Monday, March 21, 2016

The Title

Spriter won't actually make the animation easier in Vargenstone's case, due to the perspective, but it may make the interaction between animation and game easier, especially now that my painting program of choice now has an experimental Spriter Exporter. Tomorrow's my day off, and I intend to spend a couple of hours tinkering with said tools to see if a) they make things more efficient and b) if the efficiency gain is sufficient to justify altering my workflow.

Meanwhile, since our Flash expert explained how he did the title for Elvetika, here's a bit on how I made the title Screen for Vargenstone:

Monday, March 7, 2016

Pushing through to the starting line

Unity is an excellent engine for game development.  It is powerful, flexible, intuitive, well-documented, and widely-used.  Just as importantly, it is free to use and free to publish with if you're an independent or small-time game developer.

It also has a very steep learning curve.  This is not because Unity is particularly difficult to wrap your head around, but rather because of the sheer amount of knowledge that must be absorbed.  I started DevGame with extensive experience in both programming and game modding, so I wasn't entirely a fish out of water, but I was unfamiliar with both the environment and the association of particular tools with particular tasks.

The way I initially got started with game modding is by taking an existing level from a game and seeing how I could modify it.  I highly recommend this approach if you know what you're trying to figure out and you can find something approximately similar.  Start by tweaking minor details: flags, properties, attributes, and even scripting if the level uses it.  From there, identify the various building blocks that the level is composed of, and see if you can use those building blocks to make something new.  Eventually, you'll be writing your own levels from scratch.

Krag Vargenstone didn't lend itself well to this approach, however.  I therefore used a strategy of blasting through the Unity video tutorials and searching for any text-based tutorials I could find online.  This can be just as effective as the above method, but it can take much longer, as video tutorials are not a very time-efficient way to learn new information.  I found myself watching a lot of the videos on 1.25x or 1.5x speed.

As mentioned earlier on this blog, the Roll-A-Ball tutorial is the recommended starting point for new Unity users and is an excellent introduction, though it does not cover the 2D techniques used in Krag Vargenstone.  The UFO Game tutorial is the 2D equivalent, as it's basically building Roll-A-Ball all over again in 2D, but it can still be useful to do them both.  First, because UFO Game describes several topics implicitly while Roll-A-Ball describes them explicitly; second, because UFO Game condenses certain details while Roll-A-Ball enumerates them step-by-step; and third, because going through an unfamiliar exercise twice is better than doing it once.  On the other hand, if you have no intention of using the 3D features and don't want to spend the extra time doing Roll-A-Ball, feel free to skip it and save yourself the detour.

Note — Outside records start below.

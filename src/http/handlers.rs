use super::state::AppState;
use crate::audio::FileChunkSource;
use crate::segmentation::SegmentationMode;
use crate::session::{RunStats, SessionState, TranscriptionSession};
use crate::transcript::Segment;
use crate::transport::WsConnector;
use axum::{
    extract::{Path, State},
    http::StatusCode,
    response::{IntoResponse, Json},
};
use serde::{Deserialize, Serialize};
use std::sync::Arc;
use std::time::Duration;
use tracing::{error, info};

// ============================================================================
// Request/Response Types
// ============================================================================

#[derive(Debug, Deserialize)]
pub struct StartSessionRequest {
    /// Optional session ID (if not provided, generate UUID)
    pub session_id: Option<String>,

    /// WAV file streamed through the live pipeline. Device capture stays
    /// outside this service; callers hand it a recording.
    pub input: String,

    /// Play the file at capture rate (default) or flat-out
    pub realtime: Option<bool>,

    /// Outbound chunk size in milliseconds
    pub chunk_size_ms: Option<u64>,

    /// Commit-boundary policy override
    pub segmentation: Option<SegmentationMode>,

    /// Forced-commit interval in seconds (fixed_interval only)
    pub commit_interval_secs: Option<u64>,
}

#[derive(Debug, Serialize)]
pub struct StartSessionResponse {
    pub session_id: String,
    pub status: String,
    pub message: String,
}

#[derive(Debug, Serialize)]
pub struct StopSessionResponse {
    pub session_id: String,
    pub status: String,
    pub message: String,
    pub stats: RunStats,
}

#[derive(Debug, Serialize)]
pub struct TranscriptResponse {
    pub session_id: String,
    pub state: SessionState,
    pub text: String,
    pub segments: Vec<Segment>,
}

#[derive(Debug, Serialize)]
pub struct ErrorResponse {
    pub error: String,
}

// ============================================================================
// Handlers
// ============================================================================

/// POST /sessions/start
/// Start a new transcription session
pub async fn start_session(
    State(state): State<AppState>,
    Json(req): Json<StartSessionRequest>,
) -> impl IntoResponse {
    // Generate or use provided session ID
    let session_id = req
        .session_id
        .unwrap_or_else(|| format!("session-{}", uuid::Uuid::new_v4()));

    info!("Starting transcription session: {}", session_id);

    // Check if already running
    {
        let sessions = state.sessions.read().await;
        if sessions.contains_key(&session_id) {
            return (
                StatusCode::CONFLICT,
                Json(ErrorResponse {
                    error: format!("Session {} is already running", session_id),
                }),
            )
                .into_response();
        }
    }

    // File defaults, then request overrides
    let mut config = state.config.session_config(session_id.clone());
    if let Some(chunk_size_ms) = req.chunk_size_ms {
        config.chunk_size_ms = chunk_size_ms;
    }
    if let Some(segmentation) = req.segmentation {
        config.segmentation = segmentation;
    }
    if let Some(secs) = req.commit_interval_secs {
        config.commit_interval = Duration::from_secs(secs);
    }

    let source = FileChunkSource::new(&req.input, req.realtime.unwrap_or(true));
    let connector = Arc::new(WsConnector::new(config.stt_url.clone()));
    let session = Arc::new(TranscriptionSession::new(
        config,
        Box::new(source),
        connector,
    ));

    // Start streaming
    if let Err(e) = session.start().await {
        error!("Failed to start session: {}", e);
        return (
            StatusCode::INTERNAL_SERVER_ERROR,
            Json(ErrorResponse {
                error: format!("Failed to start session: {}", e),
            }),
        )
            .into_response();
    }

    // Store session
    {
        let mut sessions = state.sessions.write().await;
        sessions.insert(session_id.clone(), session);
    }

    info!("Session started successfully: {}", session_id);

    (
        StatusCode::OK,
        Json(StartSessionResponse {
            session_id: session_id.clone(),
            status: "streaming".to_string(),
            message: format!("Transcription started for session {}", session_id),
        }),
    )
        .into_response()
}

/// POST /sessions/stop/:session_id
/// Stop a transcription session and seal its run record
pub async fn stop_session(
    State(state): State<AppState>,
    Path(session_id): Path<String>,
) -> impl IntoResponse {
    info!("Stopping transcription session: {}", session_id);

    // Find and remove session
    let session = {
        let mut sessions = state.sessions.write().await;
        sessions.remove(&session_id)
    };

    match session {
        Some(session) => match session.stop().await {
            Ok(stats) => {
                info!("Session stopped successfully: {}", session_id);
                (
                    StatusCode::OK,
                    Json(StopSessionResponse {
                        session_id: session_id.clone(),
                        status: "sealed".to_string(),
                        message: "Session stopped and run sealed".to_string(),
                        stats,
                    }),
                )
                    .into_response()
            }
            Err(e) => {
                error!("Failed to stop session: {}", e);
                (
                    StatusCode::INTERNAL_SERVER_ERROR,
                    Json(ErrorResponse {
                        error: format!("Failed to stop session: {}", e),
                    }),
                )
                    .into_response()
            }
        },
        None => {
            error!("Session {} not found", session_id);
            (
                StatusCode::NOT_FOUND,
                Json(ErrorResponse {
                    error: format!("Session {} not found", session_id),
                }),
            )
                .into_response()
        }
    }
}

/// GET /sessions/:session_id/status
/// Get statistics for a running session
pub async fn get_session_status(
    State(state): State<AppState>,
    Path(session_id): Path<String>,
) -> impl IntoResponse {
    let sessions = state.sessions.read().await;

    match sessions.get(&session_id) {
        Some(session) => (StatusCode::OK, Json(session.stats())).into_response(),
        None => (
            StatusCode::NOT_FOUND,
            Json(ErrorResponse {
                error: format!("Session {} not found", session_id),
            }),
        )
            .into_response(),
    }
}

/// GET /sessions/:session_id/transcript
/// Get the transcript assembled so far
pub async fn get_session_transcript(
    State(state): State<AppState>,
    Path(session_id): Path<String>,
) -> impl IntoResponse {
    let sessions = state.sessions.read().await;

    match sessions.get(&session_id) {
        Some(session) => {
            let snapshot = session.transcript();
            (
                StatusCode::OK,
                Json(TranscriptResponse {
                    session_id: session_id.clone(),
                    state: session.state(),
                    text: snapshot.display_text(),
                    segments: snapshot.segments,
                }),
            )
                .into_response()
        }
        None => (
            StatusCode::NOT_FOUND,
            Json(ErrorResponse {
                error: format!("Session {} not found", session_id),
            }),
        )
            .into_response(),
    }
}

/// GET /health
/// Health check endpoint
pub async fn health_check() -> impl IntoResponse {
    (StatusCode::OK, "OK")
}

One very important thing for new users to keep in mind is that Unity does not play well with source control out of the box.  This page does a good job of covering the various peculiarities and describes how to fix them for Git.  (Be advised that it was written for Unity 4; the only difference for Unity 5 is that the Version Control -> Mode option should be set to "Visible Meta Files".)  For Subversion, the process is similar but shorter.  This page on the Unity site has a quick nine-step procedure, but you should still read the first article to gain a full appreciation of the problem.  In any case, all of the DevGame projects are using Git.

Since I develop on Windows, I also had to edit the template text file line endings from LF to CRLF as described in the aforementioned Git article.  Since these template files reside under Program Files (x86), it was necessary to launch the text editor - in my case Notepad++ -  as an administrator.  In Notepad++, I then had to run Edit -> EOL Conversion -> Windows Format on every file in the ScriptTemplates folder.

As an aside, I enjoyed figuring out that the name Krag Vargenstone was not chosen arbitrarily.  See if you too can figure out why.